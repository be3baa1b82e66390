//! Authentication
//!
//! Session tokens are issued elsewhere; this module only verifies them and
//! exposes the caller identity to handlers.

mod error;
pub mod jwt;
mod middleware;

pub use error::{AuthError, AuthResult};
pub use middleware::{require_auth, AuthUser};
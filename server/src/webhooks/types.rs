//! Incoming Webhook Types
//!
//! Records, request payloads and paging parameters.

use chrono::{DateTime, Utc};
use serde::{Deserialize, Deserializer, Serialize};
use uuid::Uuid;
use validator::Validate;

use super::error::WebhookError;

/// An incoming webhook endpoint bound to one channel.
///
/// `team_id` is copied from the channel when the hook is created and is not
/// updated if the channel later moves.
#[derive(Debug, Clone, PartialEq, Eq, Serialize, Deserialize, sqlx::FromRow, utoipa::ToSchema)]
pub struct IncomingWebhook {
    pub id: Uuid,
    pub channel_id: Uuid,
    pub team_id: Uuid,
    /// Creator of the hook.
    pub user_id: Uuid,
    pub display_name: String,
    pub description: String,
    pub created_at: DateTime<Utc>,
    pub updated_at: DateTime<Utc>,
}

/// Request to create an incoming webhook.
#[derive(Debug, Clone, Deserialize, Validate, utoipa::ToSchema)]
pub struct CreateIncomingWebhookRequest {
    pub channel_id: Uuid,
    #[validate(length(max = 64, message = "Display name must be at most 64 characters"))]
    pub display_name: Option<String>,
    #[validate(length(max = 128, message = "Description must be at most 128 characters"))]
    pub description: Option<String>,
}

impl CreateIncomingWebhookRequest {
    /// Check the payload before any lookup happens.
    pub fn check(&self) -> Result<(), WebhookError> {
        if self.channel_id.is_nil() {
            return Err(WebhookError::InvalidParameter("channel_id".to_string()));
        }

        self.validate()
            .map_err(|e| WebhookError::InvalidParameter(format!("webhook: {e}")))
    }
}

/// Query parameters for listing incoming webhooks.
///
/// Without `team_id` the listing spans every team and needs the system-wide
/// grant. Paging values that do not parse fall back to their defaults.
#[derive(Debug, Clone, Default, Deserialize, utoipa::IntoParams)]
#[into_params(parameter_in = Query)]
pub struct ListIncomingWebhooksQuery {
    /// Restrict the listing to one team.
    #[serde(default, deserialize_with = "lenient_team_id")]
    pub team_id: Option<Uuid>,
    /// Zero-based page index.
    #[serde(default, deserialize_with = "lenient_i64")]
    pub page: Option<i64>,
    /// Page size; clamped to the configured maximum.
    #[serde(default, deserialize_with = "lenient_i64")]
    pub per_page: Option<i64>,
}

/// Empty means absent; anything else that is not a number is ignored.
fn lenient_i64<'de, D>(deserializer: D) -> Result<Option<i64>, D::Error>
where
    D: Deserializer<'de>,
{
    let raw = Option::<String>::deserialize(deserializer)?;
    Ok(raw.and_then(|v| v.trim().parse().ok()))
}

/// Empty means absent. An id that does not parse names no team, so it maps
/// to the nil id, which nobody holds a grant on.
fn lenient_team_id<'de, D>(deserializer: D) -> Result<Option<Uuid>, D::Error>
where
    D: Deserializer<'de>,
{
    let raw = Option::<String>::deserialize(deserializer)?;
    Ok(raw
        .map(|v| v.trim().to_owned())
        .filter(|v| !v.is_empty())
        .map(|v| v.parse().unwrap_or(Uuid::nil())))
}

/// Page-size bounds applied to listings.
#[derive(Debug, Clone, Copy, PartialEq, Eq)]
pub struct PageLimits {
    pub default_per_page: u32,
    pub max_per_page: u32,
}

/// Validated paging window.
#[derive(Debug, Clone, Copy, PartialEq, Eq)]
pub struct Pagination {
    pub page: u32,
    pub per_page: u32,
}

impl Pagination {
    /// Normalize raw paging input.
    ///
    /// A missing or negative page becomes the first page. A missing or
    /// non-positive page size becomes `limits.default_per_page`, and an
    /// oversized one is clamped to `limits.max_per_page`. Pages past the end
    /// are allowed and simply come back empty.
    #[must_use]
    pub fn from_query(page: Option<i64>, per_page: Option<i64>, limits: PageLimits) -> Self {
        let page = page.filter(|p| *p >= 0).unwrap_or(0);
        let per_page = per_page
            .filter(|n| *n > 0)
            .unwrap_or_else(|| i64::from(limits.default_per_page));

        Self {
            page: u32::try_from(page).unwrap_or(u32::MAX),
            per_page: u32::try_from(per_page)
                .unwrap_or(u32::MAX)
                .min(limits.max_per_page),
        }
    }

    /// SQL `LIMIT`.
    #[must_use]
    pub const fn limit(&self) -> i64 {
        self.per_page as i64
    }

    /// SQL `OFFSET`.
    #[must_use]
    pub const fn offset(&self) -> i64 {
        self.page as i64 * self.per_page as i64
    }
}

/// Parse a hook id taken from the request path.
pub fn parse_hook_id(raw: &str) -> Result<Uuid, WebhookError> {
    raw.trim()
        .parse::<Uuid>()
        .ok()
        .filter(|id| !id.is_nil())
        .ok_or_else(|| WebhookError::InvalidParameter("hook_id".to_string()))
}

——————

In the entries above, find the line with "pub fn check(&self)" and the line with "self.validate()", then set down exactly those two and every line between them, nothing else.

Solution for this task:
    pub fn check(&self) -> Result<(), WebhookError> {
        if self.channel_id.is_nil() {
            return Err(WebhookError::InvalidParameter("channel_id".to_string()));
        }

        self.validate()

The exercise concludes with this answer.